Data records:
........
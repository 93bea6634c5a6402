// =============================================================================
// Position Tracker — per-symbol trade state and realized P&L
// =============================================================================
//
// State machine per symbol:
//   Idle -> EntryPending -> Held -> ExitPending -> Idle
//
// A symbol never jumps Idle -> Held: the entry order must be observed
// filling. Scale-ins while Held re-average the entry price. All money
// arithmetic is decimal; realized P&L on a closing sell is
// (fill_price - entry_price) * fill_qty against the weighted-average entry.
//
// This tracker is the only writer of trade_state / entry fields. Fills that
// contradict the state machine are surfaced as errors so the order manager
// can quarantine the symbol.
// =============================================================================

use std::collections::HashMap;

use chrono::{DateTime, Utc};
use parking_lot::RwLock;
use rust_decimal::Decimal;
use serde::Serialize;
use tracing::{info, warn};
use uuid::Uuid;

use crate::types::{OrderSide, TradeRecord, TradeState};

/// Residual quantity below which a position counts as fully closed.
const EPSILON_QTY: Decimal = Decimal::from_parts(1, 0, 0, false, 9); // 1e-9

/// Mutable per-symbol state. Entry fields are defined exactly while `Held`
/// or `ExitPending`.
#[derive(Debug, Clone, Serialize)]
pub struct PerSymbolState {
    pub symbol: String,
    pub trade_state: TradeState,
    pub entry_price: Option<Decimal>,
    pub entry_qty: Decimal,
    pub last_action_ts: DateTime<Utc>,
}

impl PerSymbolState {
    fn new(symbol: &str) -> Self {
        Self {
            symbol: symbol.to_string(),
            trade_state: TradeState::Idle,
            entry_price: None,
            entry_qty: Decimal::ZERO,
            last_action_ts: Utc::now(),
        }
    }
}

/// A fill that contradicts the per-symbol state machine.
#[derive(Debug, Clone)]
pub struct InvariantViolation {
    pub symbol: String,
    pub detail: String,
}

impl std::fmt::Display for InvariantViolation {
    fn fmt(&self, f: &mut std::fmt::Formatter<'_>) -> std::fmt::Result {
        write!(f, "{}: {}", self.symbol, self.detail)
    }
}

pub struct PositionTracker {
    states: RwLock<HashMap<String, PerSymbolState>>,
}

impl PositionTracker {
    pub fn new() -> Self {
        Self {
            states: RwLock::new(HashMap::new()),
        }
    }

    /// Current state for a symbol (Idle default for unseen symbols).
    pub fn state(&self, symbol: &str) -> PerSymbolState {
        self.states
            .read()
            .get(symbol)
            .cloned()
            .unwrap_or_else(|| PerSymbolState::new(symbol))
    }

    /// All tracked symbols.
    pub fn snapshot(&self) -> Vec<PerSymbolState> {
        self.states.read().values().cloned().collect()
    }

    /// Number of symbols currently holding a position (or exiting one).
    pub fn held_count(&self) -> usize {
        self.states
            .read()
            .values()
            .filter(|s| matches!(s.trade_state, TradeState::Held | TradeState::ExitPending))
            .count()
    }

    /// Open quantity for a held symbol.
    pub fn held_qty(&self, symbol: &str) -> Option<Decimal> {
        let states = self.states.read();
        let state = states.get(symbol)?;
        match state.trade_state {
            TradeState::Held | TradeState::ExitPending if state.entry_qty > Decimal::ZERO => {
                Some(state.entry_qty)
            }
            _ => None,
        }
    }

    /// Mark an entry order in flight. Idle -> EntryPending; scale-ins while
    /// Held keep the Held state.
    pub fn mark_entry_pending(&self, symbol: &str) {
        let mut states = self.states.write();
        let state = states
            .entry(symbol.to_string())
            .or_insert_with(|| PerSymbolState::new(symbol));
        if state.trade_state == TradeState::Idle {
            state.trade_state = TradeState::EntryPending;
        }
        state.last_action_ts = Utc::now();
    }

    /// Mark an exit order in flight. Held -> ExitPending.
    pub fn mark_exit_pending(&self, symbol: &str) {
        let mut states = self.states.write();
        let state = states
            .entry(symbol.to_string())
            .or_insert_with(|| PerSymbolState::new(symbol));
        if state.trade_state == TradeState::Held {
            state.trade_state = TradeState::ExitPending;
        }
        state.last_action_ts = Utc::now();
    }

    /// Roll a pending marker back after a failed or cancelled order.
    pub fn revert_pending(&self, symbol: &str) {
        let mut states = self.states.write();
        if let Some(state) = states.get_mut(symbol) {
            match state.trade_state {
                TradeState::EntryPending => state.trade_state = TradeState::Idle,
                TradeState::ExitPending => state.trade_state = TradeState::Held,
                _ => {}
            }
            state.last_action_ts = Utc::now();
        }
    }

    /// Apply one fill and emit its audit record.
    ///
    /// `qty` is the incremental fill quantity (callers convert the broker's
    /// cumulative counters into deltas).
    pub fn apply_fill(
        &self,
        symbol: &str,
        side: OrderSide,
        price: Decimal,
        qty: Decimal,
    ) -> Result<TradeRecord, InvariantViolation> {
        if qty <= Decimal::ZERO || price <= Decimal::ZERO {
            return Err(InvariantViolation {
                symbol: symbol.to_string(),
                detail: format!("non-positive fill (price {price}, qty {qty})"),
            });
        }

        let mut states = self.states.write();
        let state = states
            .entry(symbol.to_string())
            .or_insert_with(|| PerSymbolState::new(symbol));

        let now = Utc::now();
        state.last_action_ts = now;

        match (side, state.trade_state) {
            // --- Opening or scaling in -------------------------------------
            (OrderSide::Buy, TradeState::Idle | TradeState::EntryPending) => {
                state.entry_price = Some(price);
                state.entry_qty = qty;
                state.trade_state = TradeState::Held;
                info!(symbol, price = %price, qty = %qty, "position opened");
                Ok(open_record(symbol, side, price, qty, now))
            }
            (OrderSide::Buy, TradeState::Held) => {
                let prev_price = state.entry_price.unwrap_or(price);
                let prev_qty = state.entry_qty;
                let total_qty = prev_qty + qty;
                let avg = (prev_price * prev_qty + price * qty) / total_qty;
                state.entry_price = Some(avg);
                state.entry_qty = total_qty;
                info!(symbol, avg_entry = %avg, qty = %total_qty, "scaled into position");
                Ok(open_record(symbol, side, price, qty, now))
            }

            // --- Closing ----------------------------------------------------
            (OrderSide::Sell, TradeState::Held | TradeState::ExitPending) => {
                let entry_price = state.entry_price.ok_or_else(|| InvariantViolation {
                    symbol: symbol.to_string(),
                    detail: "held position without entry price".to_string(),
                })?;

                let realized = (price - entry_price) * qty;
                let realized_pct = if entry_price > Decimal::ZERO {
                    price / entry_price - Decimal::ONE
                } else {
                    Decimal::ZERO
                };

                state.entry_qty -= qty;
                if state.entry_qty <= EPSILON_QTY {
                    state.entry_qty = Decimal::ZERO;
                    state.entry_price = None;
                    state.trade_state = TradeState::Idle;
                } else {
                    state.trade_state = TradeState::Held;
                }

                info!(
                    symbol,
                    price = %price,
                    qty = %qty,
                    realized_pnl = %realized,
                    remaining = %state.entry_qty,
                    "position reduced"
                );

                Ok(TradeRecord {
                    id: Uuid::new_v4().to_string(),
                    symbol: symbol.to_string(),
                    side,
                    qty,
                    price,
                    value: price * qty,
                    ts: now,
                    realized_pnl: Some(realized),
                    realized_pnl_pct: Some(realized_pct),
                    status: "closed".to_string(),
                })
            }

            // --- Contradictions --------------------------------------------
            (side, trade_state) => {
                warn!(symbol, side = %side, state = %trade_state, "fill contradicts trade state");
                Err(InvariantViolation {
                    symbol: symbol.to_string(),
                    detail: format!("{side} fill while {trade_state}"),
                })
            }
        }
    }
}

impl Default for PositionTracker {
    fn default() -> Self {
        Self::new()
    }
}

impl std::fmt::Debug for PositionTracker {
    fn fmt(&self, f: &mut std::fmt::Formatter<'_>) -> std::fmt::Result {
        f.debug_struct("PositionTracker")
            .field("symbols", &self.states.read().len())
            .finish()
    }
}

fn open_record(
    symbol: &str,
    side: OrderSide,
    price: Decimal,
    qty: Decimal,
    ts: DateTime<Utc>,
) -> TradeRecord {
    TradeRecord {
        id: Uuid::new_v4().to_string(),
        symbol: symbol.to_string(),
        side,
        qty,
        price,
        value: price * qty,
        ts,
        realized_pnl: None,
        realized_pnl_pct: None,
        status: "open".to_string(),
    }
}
........
- TASK OBJECTIVE:
In the records above, find every line with the word "InvariantViolation" and copy it.

- RESULT OF THE EXERCISE:
pub struct InvariantViolation {
impl std::fmt::Display for InvariantViolation {
    ) -> Result<TradeRecord, InvariantViolation> {
            return Err(InvariantViolation {
                let entry_price = state.entry_price.ok_or_else(|| InvariantViolation {
                Err(InvariantViolation {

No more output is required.